While Ballmer has enough failures under his belt to more than warrant him stepping down, I very much hope that MS doesn't give up it's approach to the desktop/mobile environment that they have with Windows 8.
Prior to Windows 8, whatever combination of mobile devices you were working with, you always had to act as an intermediary between mobile and desktop platforms. Mac OS/Windows/Linux VS Android/iOS/Windows Phone meant that any time you try and get your computer to talk to your phone/tablet, they spoke different languages (services, programming, etc) and you had to translate. Anyone who has wrestled using iOS devices beyond the very basic syncing with a PC probably knows what I'm talking about, as will most who have tried to get some good solution to get Officesuite Pro to integrate with your Skydrive/Google docs and seamlessly work with and update your office files on your PC. Windows 8, simply put, changes that, and if you've ever used both a Windows PC and a Windows tablet you know what I'm talking about - the devices can switch between tablet and desktop at the switch of a button, and speak the same language.
What's more, tablets were a crappy desktop solution prior to Windows 8 - focused more on being media consumption toys than actual productive units that could fulfill all your computing needs. Things like the Surface Pro and the Acer Iconia W700 have broken this mould - no more crappy app office knockoffs trying to get some work done, you get the real thing. When you're on the go, they work as tablets, when you get home, plug it into your monitor/TV with a Bluetooth or USB mouse and keyboard and you've got a full desktop workstation in under a minute of sitting down. If you do this with Android or iOS, you're still dealing with the - for a desktop, non-touch environment - garbage tablet OS full of half-arsed apps that don't work half as well sitting down as real desktop applications. If you do this with a Windows 7 tablet, you're saddled with a garbage tablet OS, using a touch screen to navigate things that were never designed for that. Windows 8 combines both environments, letting you pick which one you want with the press of a button, switching between tablet and desktop. I think a lot of you who are ecstatic about Android potentially coming to desktops are in for a letdown when it gets there unless you truly are blinded by irrational hatred for MS because, while Android is awesome on a tablet, sitting down at home and using a bunch of crappy apps on my desktop sounds about as appealing as trying to use Windows 7 with a touchscreen.

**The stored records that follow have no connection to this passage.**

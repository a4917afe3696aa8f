use arbitrary::Arbitrary;
use arbor_primitives::Buf32;
use borsh::{BorshDeserialize, BorshSerialize};

/// Content-addressed objects a checkpoint holds references to.
///
/// Deleting the checkpoint releases one reference to each of them.
#[derive(Clone, Debug, Default, Eq, PartialEq, Arbitrary, BorshSerialize, BorshDeserialize)]
pub struct CheckpointManifest {
    pub values: Vec<Buf32>,
    pub machines: Vec<Buf32>,
}

impl CheckpointManifest {
    pub fn new(values: Vec<Buf32>, machines: Vec<Buf32>) -> Self {
        Self { values, machines }
    }

    pub fn is_empty(&self) -> bool {
        self.values.is_empty() && self.machines.is_empty()
    }
}

/// The record stored per block: opaque state bytes plus the objects they reference.
#[derive(Clone, Debug, Default, Eq, PartialEq, Arbitrary, BorshSerialize, BorshDeserialize)]
pub struct CheckpointWithManifest {
    pub contents: Vec<u8>,
    pub manifest: CheckpointManifest,
}

impl CheckpointWithManifest {
    pub fn new(contents: Vec<u8>, manifest: CheckpointManifest) -> Self {
        Self { contents, manifest }
    }
}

I know it's cool to hate Windows 8, but the Windows 8 approach to hybrid devices that can operate as either one is simply superior to Android/iOS's binary approach. They work all good and fine for tablets, but tablets have the potential to work as desktops very well - except that they are saddled with OS's that only work for tablets. Windows 8 gives you tablet or desktop environment at the click of a button, and those of you who think that a tablet can't operate as both very well are fooling yourselves.